Si conclude il commento di Roberto Colombo al ddl in discussione al Senato sulle Disposizioni anticipate di trattamento (Dat). Leggi qui il primo articolo e qui il secondo articolo.
Il dibattito in corso dentro e fuori il Senato sul disegno di legge “Norme in materia di consenso informato e di disposizioni anticipate di trattamento” (Dat) non solo mi appare come segnato dal travisamento pubblico della natura e delle conseguenze di quanto disposto dal testo della legge, ormai prossima all’approvazione, e da un uso strumentale delle recenti parole di Papa Francesco in riferimento alla cura dei malati gravi e dei morenti, ma intravvedo in esso il disconoscimento dell’onerosissimo peso per la scienza e la coscienza del medico che si vorrebbe imporre: quello di farsi carico, negli stessi luoghi della cura clinica, di azioni che concorrono formalmente e materialmente alla realizzazione di un suicidio intenzionale medicalmente assistito.

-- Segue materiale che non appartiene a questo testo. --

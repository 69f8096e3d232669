//! Host configuration loaded via OrthoConfig.

use std::time::Duration;

use color_eyre::eyre::{Result, WrapErr};
use ortho_config::OrthoConfig;
use reqwest::Url;
use serde::Deserialize;
use user_directory::DEFAULT_USERS_ENDPOINT;

/// Configuration values for the component host.
#[derive(Debug, Clone, Deserialize, OrthoConfig)]
#[ortho_config(prefix = "SIGNUP_HOST")]
pub struct HostSettings {
    /// Override for the user directory endpoint.
    pub users_endpoint: Option<String>,
    /// Whole-request timeout for the user list fetch, in seconds.
    pub request_timeout_secs: Option<u64>,
    /// Emit logs as JSON lines.
    #[ortho_config(default = false)]
    pub log_json: bool,
}

impl HostSettings {
    /// Return the configured users endpoint, falling back to the default.
    ///
    /// # Errors
    ///
    /// Returns an error when the configured endpoint is not a URL.
    pub fn users_endpoint(&self) -> Result<Url> {
        let raw = self
            .users_endpoint
            .as_deref()
            .unwrap_or(DEFAULT_USERS_ENDPOINT);
        Url::parse(raw).wrap_err_with(|| format!("invalid users endpoint '{raw}'"))
    }

    /// Return the configured request timeout, if any.
    pub fn request_timeout(&self) -> Option<Duration> {
        self.request_timeout_secs.map(Duration::from_secs)
    }
}

#[cfg(test)]
mod tests {
    //! Unit tests for host configuration parsing.

    use super::*;
    use std::ffi::OsString;

    use env_lock::lock_env;
    use rstest::rstest;

    fn load_from_empty_args() -> HostSettings {
        HostSettings::load_from_iter([OsString::from("component-host")])
            .expect("config should load")
    }

    #[rstest]
    fn default_values_are_used_when_missing() {
        let _guard = lock_env([
            ("SIGNUP_HOST_USERS_ENDPOINT", None::<String>),
            ("SIGNUP_HOST_REQUEST_TIMEOUT_SECS", None::<String>),
            ("SIGNUP_HOST_LOG_JSON", None::<String>),
        ]);

        let settings = load_from_empty_args();
        assert!(!settings.log_json);
        assert!(settings.request_timeout().is_none());
        assert_eq!(
            settings.users_endpoint().expect("default endpoint parses").as_str(),
            DEFAULT_USERS_ENDPOINT
        );
    }

    #[rstest]
    fn environment_overrides_are_respected() {
        let _guard = lock_env([
            (
                "SIGNUP_HOST_USERS_ENDPOINT",
                Some("http://127.0.0.1:8080/users".to_owned()),
            ),
            ("SIGNUP_HOST_REQUEST_TIMEOUT_SECS", Some("3".to_owned())),
            ("SIGNUP_HOST_LOG_JSON", Some("true".to_owned())),
        ]);

        let settings = load_from_empty_args();
        assert!(settings.log_json);
        assert_eq!(settings.request_timeout(), Some(Duration::from_secs(3)));
        assert_eq!(
            settings.users_endpoint().expect("override parses").as_str(),
            "http://127.0.0.1:8080/users"
        );
    }

    #[rstest]
    fn invalid_endpoint_is_reported() {
        let settings = HostSettings {
            users_endpoint: Some("not a url".to_owned()),
            request_timeout_secs: None,
            log_json: false,
        };

        let error = settings.users_endpoint().expect_err("endpoint should fail");
        assert!(error.to_string().contains("not a url"));
    }
}
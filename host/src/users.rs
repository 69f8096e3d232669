//! `users` command: mount the user list and wait for its fetch.

use std::io::Write;
use std::sync::Arc;

use color_eyre::eyre::{Result, WrapErr};
use tracing::info;
use user_directory::{UserHttpOptions, UserHttpSource, UserList};

use crate::cli::UsersArgs;
use crate::config::HostSettings;

/// Mounts the user list against the resolved endpoint and renders it.
///
/// The host waits for the fetch to settle before returning so its log lines
/// are emitted; the users themselves are not rendered.
///
/// # Errors
///
/// Returns an error when the endpoint is invalid, the HTTP client cannot be
/// built, or writing to `out` fails. Fetch failures are not errors.
pub async fn run(settings: &HostSettings, args: UsersArgs, out: &mut impl Write) -> Result<()> {
    let endpoint = match args.endpoint {
        Some(endpoint) => endpoint,
        None => settings.users_endpoint()?,
    };
    let options = UserHttpOptions {
        timeout: args
            .timeout_secs
            .map(std::time::Duration::from_secs)
            .or_else(|| settings.request_timeout()),
        ..UserHttpOptions::default()
    };
    let source =
        UserHttpSource::with_options(endpoint, options).wrap_err("failed to build HTTP client")?;
    info!(endpoint = %source.endpoint(), "mounting user list");

    let list = UserList::mount(Arc::new(source));
    writeln!(out, "{}", list.render())?;

    let settled = list.settled().await;
    info!(
        fetched = settled.is_some(),
        count = settled.as_ref().map_or(0, Vec::len),
        "user list settled"
    );
    Ok(())
}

Non intendo qui aprire la vexata quaestio sulla considerazione sociale e giuridica del suicidio, che ha visto confrontarsi e scontrarsi per secoli correnti di pensiero e autori antichi e moderni. Il giudizio morale sempre gravemente negativo della Chiesa sull’atto del suicidio non esclude — anzi esige — un’attenzione particolare di amore, di prossimità e di premurosa cura verso quanti, a motivo della gravosità della loro condizione clinica e delle sofferenze psicologiche, affettive e spirituali che essa comporta (al di là della sedazione del dolore, oggi ampiamente possibile nell’ambito delle cure palliative) sono portati a ideare o a realizzare il gesto estremo del togliersi la vita. La vita è sempre un bene (individuale e sociale) fondamentale, ed è indisponibile per l’uomo che l’ha ricevuta da Dio e può solo offrirla a Lui perché la conduca al suo destino, secondo l’infinito amore che Egli ha per ogni sua creatura, in particolare per quella sofferente.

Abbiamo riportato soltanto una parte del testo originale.